Date,Description,Amount,Category,Status
2025-01-02,Acme Corp Invoice,$1200.00,Revenue,Cleared
2025-01-03,Office Supplies,-$85.50,Expenses,Cleared
2025-01-05,Google Workspace,-$14.40,Expenses,Pending
2025-01-06,Client Payment,$3500.00,Revenue,Cleared
2025-01-07,AWS Monthly,-$247.80,Expenses,Pending
2025-01-08,Refund - Acme Corp,-$200.00,Revenue,Pending
Terminal window
# All pending transactions
vgrid convert transactions.csv -t csv --headers --where 'Status=Pending'
# Pending expenses only (multiple filters combine as AND)
vgrid convert transactions.csv -t csv --headers \
--where 'Status=Pending' --where 'Amount<0'
# Search descriptions (case-insensitive substring)
vgrid convert transactions.csv -t csv --headers \
--where 'Description~"acme"'

Numeric comparisons automatically handle financial formatting — $1,200.00 is parsed as 1200.00.

Terminal window
# Pick specific columns
vgrid convert transactions.csv -t csv --headers \
--select 'Date,Description,Amount'
# Filter and select (--where runs before --select)
vgrid convert transactions.csv -t csv --headers \
--where 'Category=Expenses' --select 'Description,Amount'

--where can reference columns not in --select — filtering happens before projection.

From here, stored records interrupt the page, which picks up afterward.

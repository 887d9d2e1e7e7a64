//! `generate` and `check` command implementations

use crate::config::Config;
use crate::writer::FsWriter;
use anyhow::{Context, Result};
use autolog_core::processor::{DescriptorEntry, Selector, TaggedSelector};
use autolog_core::{ClassDescriptor, Diagnostic, GenerationReport, TracingSink, generate};
use serde::Serialize;
use std::path::{Path, PathBuf};

/// How the diagnostic summary is printed.
#[derive(Debug, Clone, Copy, Default, PartialEq, Eq, clap::ValueEnum)]
pub enum ReportFormat {
    /// Diagnostics through the log, plus a short summary.
    #[default]
    Text,
    /// One JSON document on stdout.
    Json,
}

/// Options shared by `generate` and `check`.
#[derive(Debug, Clone)]
pub struct RunOptions {
    pub inputs: Vec<PathBuf>,
    pub package: Option<String>,
    pub config: Option<PathBuf>,
    pub format: ReportFormat,
}

/// Generate command implementation
pub fn run(
    options: &RunOptions,
    output: Option<PathBuf>,
    depfile: Option<PathBuf>,
) -> Result<()> {
    let config = load_config(options.config.as_deref())?;

    let output = output
        .or_else(|| config.output.dir.clone())
        .context("No output directory: pass --output or set [output] dir in autolog.toml")?;
    let depfile = depfile.or_else(|| config.output.depfile.clone());
    let package = package(options, &config);

    let classes = load_descriptors(&options.inputs, &package)?;
    let mut report = generate(&classes);

    let mut writer = FsWriter::new(&output, config.kotlin.options());
    report.persist(&mut writer);

    if let Some(depfile) = &depfile {
        writer
            .write_depfile(depfile)
            .with_context(|| format!("Failed to write depfile {depfile:?}"))?;
    }

    let summary = Summary::new(&classes, &report, writer.written_count());
    print_report(options.format, &report, &summary)?;

    if report.has_errors() {
        anyhow::bail!("Generation failed with {} error(s)", summary.errors);
    }

    Ok(())
}

/// Check command implementation: runs the pipeline without writing files.
pub fn check(options: &RunOptions) -> Result<()> {
    let config = load_config(options.config.as_deref())?;
    let package = package(options, &config);

    let classes = load_descriptors(&options.inputs, &package)?;
    let report = generate(&classes);

    let summary = Summary::new(&classes, &report, 0);
    print_report(options.format, &report, &summary)?;

    if report.has_errors() {
        anyhow::bail!("Check failed with {} error(s)", summary.errors);
    }

    Ok(())
}

fn load_config(path: Option<&Path>) -> Result<Config> {
    let config = Config::load(path)?;
    config.validate()?;
    Ok(config)
}

fn package(options: &RunOptions, config: &Config) -> String {
    options
        .package
        .clone()
        .or_else(|| config.output.package.clone())
        .unwrap_or_default()
}

/// Read class descriptors from Rust sources (`.rs`) and JSON batches (`.json`).
///
/// Rust sources contribute every `#[derive(AutoLog)]` item under `package`.
/// JSON batches hold `DescriptorEntry` values; unselected entries are dropped.
pub fn load_descriptors(inputs: &[PathBuf], package: &str) -> Result<Vec<ClassDescriptor>> {
    let mut classes = Vec::new();

    for input in inputs {
        let loaded = match input.extension().and_then(|e| e.to_str()) {
            Some("rs") => autolog_core::parse::parse_file(input, package)?,
            Some("json") => load_json(input)?,
            _ => anyhow::bail!("Unsupported input {input:?}: expected a .rs or .json file"),
        };

        tracing::debug!(input = %input.display(), classes = loaded.len(), "loaded descriptors");
        classes.extend(loaded);
    }

    Ok(classes)
}

fn load_json(path: &Path) -> Result<Vec<ClassDescriptor>> {
    let content =
        std::fs::read_to_string(path).with_context(|| format!("Failed to read {path:?}"))?;
    let entries: Vec<DescriptorEntry> = serde_json::from_str(&content)
        .with_context(|| format!("Failed to parse descriptor batch {path:?}"))?;

    Ok(entries
        .iter()
        .filter_map(|entry| TaggedSelector.describe(entry))
        .map(|class| match class.origin {
            Some(_) => class,
            None => class.with_origin(path),
        })
        .collect())
}

/// Counts printed after a run.
#[derive(Debug, Clone, PartialEq, Eq, Serialize)]
pub struct Summary {
    pub classes: usize,
    pub generated: usize,
    pub written: usize,
    pub warnings: usize,
    pub errors: usize,
}

impl Summary {
    pub fn new(classes: &[ClassDescriptor], report: &GenerationReport, written: usize) -> Self {
        let errors = report.diagnostics.iter().filter(|d| d.is_error()).count();
        Self {
            classes: classes.len(),
            generated: report.units.len(),
            written,
            warnings: report.diagnostics.len() - errors,
            errors,
        }
    }
}

/// Serialized form of a diagnostic for `--format json`.
#[derive(Debug, Serialize)]
struct JsonDiagnostic<'a> {
    kind: String,
    severity: String,
    class: &'a str,
    #[serde(skip_serializing_if = "Option::is_none")]
    field: Option<&'a str>,
    message: &'a str,
}

impl<'a> From<&'a Diagnostic> for JsonDiagnostic<'a> {
    fn from(diagnostic: &'a Diagnostic) -> Self {
        Self {
            kind: format!("{:?}", diagnostic.kind),
            severity: diagnostic.severity.to_string(),
            class: &diagnostic.class,
            field: diagnostic.field.as_deref(),
            message: &diagnostic.message,
        }
    }
}

#[derive(Debug, Serialize)]
struct JsonReport<'a> {
    summary: &'a Summary,
    units: Vec<String>,
    diagnostics: Vec<JsonDiagnostic<'a>>,
}

/// Render the JSON report.
pub fn json_report(report: &GenerationReport, summary: &Summary) -> Result<String> {
    let json = JsonReport {
        summary,
        units: report.units.iter().map(|u| u.qualified_name()).collect(),
        diagnostics: report.diagnostics.iter().map(JsonDiagnostic::from).collect(),
    };
    serde_json::to_string_pretty(&json).context("Failed to serialize report")
}

/// Summary lines for text output. The check mark only marks error-free runs.
pub fn text_summary(summary: &Summary) -> String {
    let mark = if summary.errors == 0 { "✓" } else { "✗" };
    let mut text = format!(
        "{mark} Classes: {} ({} generated, {} written)\n",
        summary.classes, summary.generated, summary.written
    );
    if summary.warnings > 0 || summary.errors > 0 {
        text.push_str(&format!(
            "  {} warning(s), {} error(s)\n",
            summary.warnings, summary.errors
        ));
    }
    text
}

fn print_report(format: ReportFormat, report: &GenerationReport, summary: &Summary) -> Result<()> {
    match format {
        ReportFormat::Text => {
            report.report_to(&mut TracingSink);
            print!("{}", text_summary(summary));
        }
        ReportFormat::Json => {
            println!("{}", json_report(report, summary)?);
        }
    }
    Ok(())
}
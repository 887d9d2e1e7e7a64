#![allow(non_snake_case)]

use super::*;

// Config parsing tests

#[test]
fn Config___from_str___parses_full_config() {
    let toml = r#"
[output]
dir = "build/generated/autolog"
package = "frc.robot"
depfile = "build/autolog.d"

[kotlin]
log_table = "com.example.LogTable"
loggable_inputs = "com.example.LoggableInputs"
access = "accessors"
"#;

    let config = Config::from_str(toml).unwrap();

    assert_eq!(
        config.output.dir.as_deref(),
        Some(Path::new("build/generated/autolog"))
    );
    assert_eq!(config.output.package.as_deref(), Some("frc.robot"));
    assert_eq!(config.output.depfile.as_deref(), Some(Path::new("build/autolog.d")));
    assert_eq!(config.kotlin.log_table, "com.example.LogTable");
    assert_eq!(config.kotlin.access, AccessStyle::Accessors);
}

#[test]
fn Config___from_str___empty_uses_defaults() {
    let config = Config::from_str("").unwrap();

    assert_eq!(config, Config::default());
    assert_eq!(config.kotlin.log_table, DEFAULT_LOG_TABLE);
    assert_eq!(config.kotlin.loggable_inputs, DEFAULT_LOGGABLE_INPUTS);
    assert_eq!(config.kotlin.access, AccessStyle::Property);
}

#[test]
fn Config___from_str___partial_kotlin_section_keeps_other_defaults() {
    let config = Config::from_str("[kotlin]\naccess = \"accessors\"\n").unwrap();

    assert_eq!(config.kotlin.log_table, DEFAULT_LOG_TABLE);
    assert_eq!(config.kotlin.access, AccessStyle::Accessors);
}

#[test]
fn Config___from_str___unknown_access_style_fails() {
    let result = Config::from_str("[kotlin]\naccess = \"reflection\"\n");

    assert!(result.is_err());
}

#[test]
fn Config___from_str___invalid_toml_fails() {
    let result = Config::from_str("[output\ndir = ");

    assert!(result.is_err());
}

#[test]
fn Config___from_file___missing_file_fails_with_path() {
    let err = Config::from_file("does/not/exist/autolog.toml").unwrap_err();

    assert!(err.to_string().contains("does/not/exist/autolog.toml"));
}

// Config validation tests

#[test]
fn Config___validate___defaults_are_valid() {
    assert!(Config::default().validate().is_ok());
}

#[test]
fn Config___validate___empty_log_table_fails() {
    let mut config = Config::default();
    config.kotlin.log_table = String::new();

    let err = config.validate().unwrap_err();

    assert!(err.to_string().contains("kotlin.log_table"));
}

#[test]
fn Config___validate___malformed_package_fails() {
    let mut config = Config::default();
    config.output.package = Some("frc..robot".into());

    assert!(config.validate().is_err());
}

#[test]
fn KotlinSection___options___carries_all_settings() {
    let section = KotlinSection {
        log_table: "a.Table".into(),
        loggable_inputs: "a.Inputs".into(),
        access: AccessStyle::Accessors,
    };

    let options = section.options();

    assert_eq!(options.log_table, "a.Table");
    assert_eq!(options.loggable_inputs, "a.Inputs");
    assert_eq!(options.access, AccessStyle::Accessors);
}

Pipe filtered output into calc for totals:

Terminal window
# Total pending charges
vgrid convert transactions.csv -t csv --headers \
--where 'Status=Pending' --select Amount | \
vgrid calc '=SUM(A:A)' -f csv
# Count of expense transactions
vgrid convert transactions.csv -t csv --headers \
--where 'Category=Expenses' | \
vgrid calc '=COUNTA(A:A)-1' -f csv --headers
# Average revenue amount
vgrid convert transactions.csv -t csv --headers \
--where 'Category=Revenue' --select Amount | \
vgrid calc '=AVERAGE(A:A)' -f csv
Terminal window
# Pending transactions as JSON objects (headers become keys)
vgrid convert transactions.csv -t json --headers --where 'Status=Pending'
[
{"Date":"2025-01-05","Description":"Google Workspace","Amount":"-$14.40","Category":"Expenses","Status":"Pending"},
{"Date":"2025-01-07","Description":"AWS Monthly","Amount":"-$247.80","Category":"Expenses","Status":"Pending"},
{"Date":"2025-01-08","Description":"Refund - Acme Corp","Amount":"-$200.00","Category":"Revenue","Status":"Pending"}
]

Combine tools for a full workflow:

Terminal window
# 1. Extract pending expenses from XLSX
vgrid convert report.xlsx -t csv --headers \
--sheet "Transactions" \
--where 'Status=Pending' --where 'Amount<0' \
--select 'Date,Description,Amount' \
-o pending_expenses.csv
# 2. Compute the total
TOTAL=$(vgrid convert pending_expenses.csv -t csv --headers \
--select Amount | vgrid calc '=SUM(A:A)' -f csv)
echo "Total pending expenses: $TOTAL"
# 3. Diff against expected values
vgrid diff pending_expenses.csv expected.csv \
--key Description --tolerance 0.01 --no-fail --out json
TaskCommand
Filter rowsconvert --where 'Col=Value'
Select columnsconvert --select 'A,B,C'
Sum a columncalc '=SUM(A:A)' -f csv
Count rowscalc '=COUNTA(A:A)' -f csv
Averagecalc '=AVERAGE(A:A)' -f csv
Conditional sumcalc '=SUMIF(B:B,">0",A:A)' -f csv
Convert formatconvert input.xlsx -t json --headers